(Task to complete): Begin with the first line of the entries below and reproduce each line exactly, ending with the line that holds "pub struct VerifierOptions".
***** Listed records *****
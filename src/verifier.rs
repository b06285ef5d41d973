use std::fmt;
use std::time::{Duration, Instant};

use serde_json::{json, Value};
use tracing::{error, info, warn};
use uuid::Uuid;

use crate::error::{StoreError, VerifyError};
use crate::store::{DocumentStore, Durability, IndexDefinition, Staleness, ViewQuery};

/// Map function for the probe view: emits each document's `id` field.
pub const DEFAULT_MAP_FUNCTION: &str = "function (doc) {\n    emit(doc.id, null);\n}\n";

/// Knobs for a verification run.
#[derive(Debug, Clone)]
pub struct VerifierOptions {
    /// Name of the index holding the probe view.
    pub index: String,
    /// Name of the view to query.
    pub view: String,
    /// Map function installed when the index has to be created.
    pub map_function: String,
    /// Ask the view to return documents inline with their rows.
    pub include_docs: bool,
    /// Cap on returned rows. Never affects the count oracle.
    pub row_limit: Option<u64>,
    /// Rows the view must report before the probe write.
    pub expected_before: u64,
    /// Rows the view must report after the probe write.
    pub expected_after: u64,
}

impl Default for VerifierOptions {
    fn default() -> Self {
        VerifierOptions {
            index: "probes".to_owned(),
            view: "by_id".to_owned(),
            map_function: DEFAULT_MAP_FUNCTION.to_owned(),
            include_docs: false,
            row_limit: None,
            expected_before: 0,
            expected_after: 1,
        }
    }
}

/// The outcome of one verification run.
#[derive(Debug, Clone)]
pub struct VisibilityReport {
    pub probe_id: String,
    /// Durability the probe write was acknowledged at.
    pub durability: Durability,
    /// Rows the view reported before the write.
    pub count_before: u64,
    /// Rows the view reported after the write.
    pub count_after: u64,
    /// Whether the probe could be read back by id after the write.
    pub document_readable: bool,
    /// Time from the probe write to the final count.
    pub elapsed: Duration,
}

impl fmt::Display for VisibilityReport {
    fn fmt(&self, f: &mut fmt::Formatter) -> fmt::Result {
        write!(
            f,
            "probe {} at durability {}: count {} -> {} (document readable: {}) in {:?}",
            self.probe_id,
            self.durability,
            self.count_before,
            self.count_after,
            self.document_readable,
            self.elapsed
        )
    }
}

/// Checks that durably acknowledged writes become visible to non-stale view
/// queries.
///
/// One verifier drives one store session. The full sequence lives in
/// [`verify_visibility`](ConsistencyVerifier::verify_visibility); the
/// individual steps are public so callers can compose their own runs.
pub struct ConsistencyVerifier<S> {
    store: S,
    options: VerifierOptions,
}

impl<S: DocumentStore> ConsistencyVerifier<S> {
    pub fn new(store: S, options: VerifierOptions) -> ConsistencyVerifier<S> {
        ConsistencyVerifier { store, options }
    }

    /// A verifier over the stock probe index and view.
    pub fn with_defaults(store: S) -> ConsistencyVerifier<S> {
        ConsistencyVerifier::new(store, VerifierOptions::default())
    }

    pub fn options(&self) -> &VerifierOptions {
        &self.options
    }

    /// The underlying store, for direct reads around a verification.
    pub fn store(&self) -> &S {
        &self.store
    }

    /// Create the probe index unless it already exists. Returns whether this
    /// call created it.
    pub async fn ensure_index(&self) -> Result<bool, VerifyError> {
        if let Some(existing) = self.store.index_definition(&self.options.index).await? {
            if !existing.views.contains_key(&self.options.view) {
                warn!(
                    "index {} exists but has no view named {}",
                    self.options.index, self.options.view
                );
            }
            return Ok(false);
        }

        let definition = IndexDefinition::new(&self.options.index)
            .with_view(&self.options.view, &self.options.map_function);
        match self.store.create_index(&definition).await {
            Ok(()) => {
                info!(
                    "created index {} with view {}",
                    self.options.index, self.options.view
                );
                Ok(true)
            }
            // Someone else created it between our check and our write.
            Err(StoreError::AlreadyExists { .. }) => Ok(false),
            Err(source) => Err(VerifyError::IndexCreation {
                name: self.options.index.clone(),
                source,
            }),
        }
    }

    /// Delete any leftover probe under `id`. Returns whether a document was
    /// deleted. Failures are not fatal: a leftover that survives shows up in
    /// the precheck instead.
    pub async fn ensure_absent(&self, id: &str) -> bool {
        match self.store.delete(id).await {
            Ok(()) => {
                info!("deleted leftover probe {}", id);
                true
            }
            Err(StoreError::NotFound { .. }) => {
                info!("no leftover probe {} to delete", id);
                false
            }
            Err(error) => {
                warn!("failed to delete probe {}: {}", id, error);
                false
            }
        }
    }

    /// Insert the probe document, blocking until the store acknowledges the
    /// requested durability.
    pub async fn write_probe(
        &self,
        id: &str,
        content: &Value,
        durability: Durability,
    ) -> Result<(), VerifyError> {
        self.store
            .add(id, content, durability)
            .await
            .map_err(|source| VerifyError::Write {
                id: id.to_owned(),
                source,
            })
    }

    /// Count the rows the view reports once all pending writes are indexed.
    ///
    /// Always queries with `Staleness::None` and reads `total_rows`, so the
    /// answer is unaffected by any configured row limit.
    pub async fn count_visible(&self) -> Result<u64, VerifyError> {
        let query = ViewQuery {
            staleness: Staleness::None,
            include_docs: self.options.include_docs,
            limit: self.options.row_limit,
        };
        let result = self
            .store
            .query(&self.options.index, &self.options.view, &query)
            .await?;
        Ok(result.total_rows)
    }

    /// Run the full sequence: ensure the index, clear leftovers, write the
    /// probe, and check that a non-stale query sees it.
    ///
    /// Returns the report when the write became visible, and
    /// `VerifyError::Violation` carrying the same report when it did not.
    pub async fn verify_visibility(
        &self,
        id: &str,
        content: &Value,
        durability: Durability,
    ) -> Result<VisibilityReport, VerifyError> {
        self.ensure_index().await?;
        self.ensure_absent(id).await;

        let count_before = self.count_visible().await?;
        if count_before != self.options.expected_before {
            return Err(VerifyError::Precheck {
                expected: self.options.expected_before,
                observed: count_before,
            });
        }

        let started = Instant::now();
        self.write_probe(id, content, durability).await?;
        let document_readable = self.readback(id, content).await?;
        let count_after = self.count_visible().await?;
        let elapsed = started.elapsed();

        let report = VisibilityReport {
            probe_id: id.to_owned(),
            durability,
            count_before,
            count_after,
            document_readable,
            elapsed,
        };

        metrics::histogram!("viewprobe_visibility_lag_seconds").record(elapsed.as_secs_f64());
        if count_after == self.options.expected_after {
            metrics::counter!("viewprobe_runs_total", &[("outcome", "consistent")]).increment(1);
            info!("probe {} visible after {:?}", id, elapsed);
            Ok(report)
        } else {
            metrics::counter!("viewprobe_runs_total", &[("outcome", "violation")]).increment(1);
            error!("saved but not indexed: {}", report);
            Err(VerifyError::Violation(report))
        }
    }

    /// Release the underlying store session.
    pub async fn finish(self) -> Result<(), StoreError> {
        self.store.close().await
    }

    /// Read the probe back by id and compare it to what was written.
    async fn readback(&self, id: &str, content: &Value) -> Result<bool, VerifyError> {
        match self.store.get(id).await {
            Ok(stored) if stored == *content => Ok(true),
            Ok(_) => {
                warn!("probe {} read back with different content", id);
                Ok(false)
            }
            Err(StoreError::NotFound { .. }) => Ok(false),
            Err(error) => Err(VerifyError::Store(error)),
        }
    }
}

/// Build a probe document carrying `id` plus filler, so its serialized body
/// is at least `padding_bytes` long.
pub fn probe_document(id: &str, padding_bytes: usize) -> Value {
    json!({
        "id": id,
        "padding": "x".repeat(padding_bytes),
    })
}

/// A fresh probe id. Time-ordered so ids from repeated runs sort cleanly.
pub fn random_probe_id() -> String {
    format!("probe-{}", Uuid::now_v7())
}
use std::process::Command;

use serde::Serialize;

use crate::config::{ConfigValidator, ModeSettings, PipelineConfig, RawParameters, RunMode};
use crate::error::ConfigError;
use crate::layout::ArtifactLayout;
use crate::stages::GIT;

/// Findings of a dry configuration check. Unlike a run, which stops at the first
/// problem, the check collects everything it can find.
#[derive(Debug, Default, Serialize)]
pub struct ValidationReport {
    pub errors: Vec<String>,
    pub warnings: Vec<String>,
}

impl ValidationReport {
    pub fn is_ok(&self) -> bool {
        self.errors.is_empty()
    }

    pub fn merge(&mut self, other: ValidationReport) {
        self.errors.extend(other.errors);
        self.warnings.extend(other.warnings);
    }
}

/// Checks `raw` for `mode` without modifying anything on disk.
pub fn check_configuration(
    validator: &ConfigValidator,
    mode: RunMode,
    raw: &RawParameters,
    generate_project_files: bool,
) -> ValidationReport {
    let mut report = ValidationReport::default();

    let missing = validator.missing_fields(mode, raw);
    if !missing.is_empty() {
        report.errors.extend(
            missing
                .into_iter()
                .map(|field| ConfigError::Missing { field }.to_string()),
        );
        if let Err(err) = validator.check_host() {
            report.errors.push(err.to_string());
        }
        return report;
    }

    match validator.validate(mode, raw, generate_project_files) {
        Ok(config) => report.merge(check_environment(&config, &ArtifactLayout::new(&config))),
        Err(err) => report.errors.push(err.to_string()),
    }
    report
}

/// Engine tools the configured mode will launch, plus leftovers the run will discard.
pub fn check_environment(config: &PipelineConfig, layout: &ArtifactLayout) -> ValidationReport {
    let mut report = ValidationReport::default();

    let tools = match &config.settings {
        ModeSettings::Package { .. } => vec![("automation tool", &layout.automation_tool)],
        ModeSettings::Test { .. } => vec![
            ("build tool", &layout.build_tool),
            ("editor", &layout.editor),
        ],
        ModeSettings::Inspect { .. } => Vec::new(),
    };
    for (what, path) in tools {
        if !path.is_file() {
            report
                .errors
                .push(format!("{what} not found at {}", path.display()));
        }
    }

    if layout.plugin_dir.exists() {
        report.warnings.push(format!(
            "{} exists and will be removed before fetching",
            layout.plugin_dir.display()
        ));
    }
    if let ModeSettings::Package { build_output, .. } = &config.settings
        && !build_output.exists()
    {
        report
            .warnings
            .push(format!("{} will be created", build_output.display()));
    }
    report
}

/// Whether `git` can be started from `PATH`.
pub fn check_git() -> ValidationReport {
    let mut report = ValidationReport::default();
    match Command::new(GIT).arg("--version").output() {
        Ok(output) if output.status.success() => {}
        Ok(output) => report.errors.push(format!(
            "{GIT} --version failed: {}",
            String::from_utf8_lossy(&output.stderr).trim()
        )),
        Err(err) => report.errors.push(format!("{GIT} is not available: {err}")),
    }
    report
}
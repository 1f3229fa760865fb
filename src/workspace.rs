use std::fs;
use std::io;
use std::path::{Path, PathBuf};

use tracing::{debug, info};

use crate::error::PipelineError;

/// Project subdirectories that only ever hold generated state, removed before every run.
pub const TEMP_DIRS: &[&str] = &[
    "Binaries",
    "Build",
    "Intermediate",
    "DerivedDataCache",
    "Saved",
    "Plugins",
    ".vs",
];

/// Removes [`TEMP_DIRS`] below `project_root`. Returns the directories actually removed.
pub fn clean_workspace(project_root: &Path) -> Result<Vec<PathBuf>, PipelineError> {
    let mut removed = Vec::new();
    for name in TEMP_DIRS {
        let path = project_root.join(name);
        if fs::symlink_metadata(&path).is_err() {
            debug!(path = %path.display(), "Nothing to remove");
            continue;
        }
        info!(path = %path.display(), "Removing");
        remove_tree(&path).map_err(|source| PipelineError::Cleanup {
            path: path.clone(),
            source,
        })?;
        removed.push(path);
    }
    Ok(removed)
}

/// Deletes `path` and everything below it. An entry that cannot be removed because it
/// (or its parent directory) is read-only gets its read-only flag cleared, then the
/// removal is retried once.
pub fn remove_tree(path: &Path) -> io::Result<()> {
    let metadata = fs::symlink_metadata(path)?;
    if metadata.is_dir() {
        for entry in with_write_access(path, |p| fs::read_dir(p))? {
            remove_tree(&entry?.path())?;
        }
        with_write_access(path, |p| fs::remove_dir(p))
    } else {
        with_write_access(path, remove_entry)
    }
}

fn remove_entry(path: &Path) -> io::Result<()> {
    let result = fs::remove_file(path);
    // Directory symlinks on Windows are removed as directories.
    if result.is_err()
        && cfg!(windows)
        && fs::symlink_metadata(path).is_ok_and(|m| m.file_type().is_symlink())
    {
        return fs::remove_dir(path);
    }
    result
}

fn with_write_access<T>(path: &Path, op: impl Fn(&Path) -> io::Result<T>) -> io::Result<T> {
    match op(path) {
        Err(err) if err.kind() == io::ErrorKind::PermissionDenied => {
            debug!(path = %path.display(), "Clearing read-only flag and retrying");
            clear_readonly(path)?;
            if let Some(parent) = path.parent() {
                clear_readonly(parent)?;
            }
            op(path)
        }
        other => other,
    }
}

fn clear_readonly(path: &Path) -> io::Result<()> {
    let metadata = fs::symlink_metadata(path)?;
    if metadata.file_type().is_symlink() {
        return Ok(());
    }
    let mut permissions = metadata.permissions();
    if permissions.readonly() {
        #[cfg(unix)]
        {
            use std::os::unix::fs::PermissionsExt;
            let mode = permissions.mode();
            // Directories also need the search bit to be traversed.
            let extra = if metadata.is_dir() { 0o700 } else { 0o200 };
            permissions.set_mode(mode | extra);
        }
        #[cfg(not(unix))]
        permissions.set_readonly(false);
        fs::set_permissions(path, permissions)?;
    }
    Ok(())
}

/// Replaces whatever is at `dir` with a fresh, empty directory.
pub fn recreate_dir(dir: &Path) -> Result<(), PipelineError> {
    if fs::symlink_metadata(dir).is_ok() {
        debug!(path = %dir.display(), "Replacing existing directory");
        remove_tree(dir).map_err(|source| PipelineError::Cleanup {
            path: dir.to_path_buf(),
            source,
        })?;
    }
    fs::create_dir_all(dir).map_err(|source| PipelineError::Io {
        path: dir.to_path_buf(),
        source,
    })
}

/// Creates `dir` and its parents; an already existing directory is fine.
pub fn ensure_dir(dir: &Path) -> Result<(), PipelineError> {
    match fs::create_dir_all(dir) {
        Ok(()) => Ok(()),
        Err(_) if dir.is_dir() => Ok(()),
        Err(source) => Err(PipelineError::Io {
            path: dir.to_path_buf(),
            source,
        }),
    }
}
*****
(Reply to the exercise):
filename src/verifier.rs
repository b06285ef5d41d973
use std::fmt;
use std::time::{Duration, Instant};

use serde_json::{json, Value};
use tracing::{error, info, warn};
use uuid::Uuid;

use crate::error::{StoreError, VerifyError};
use crate::store::{DocumentStore, Durability, IndexDefinition, Staleness, ViewQuery};

/// Map function for the probe view: emits each document's `id` field.
pub const DEFAULT_MAP_FUNCTION: &str = "function (doc) {\n    emit(doc.id, null);\n}\n";

/// Knobs for a verification run.
#[derive(Debug, Clone)]
pub struct VerifierOptions {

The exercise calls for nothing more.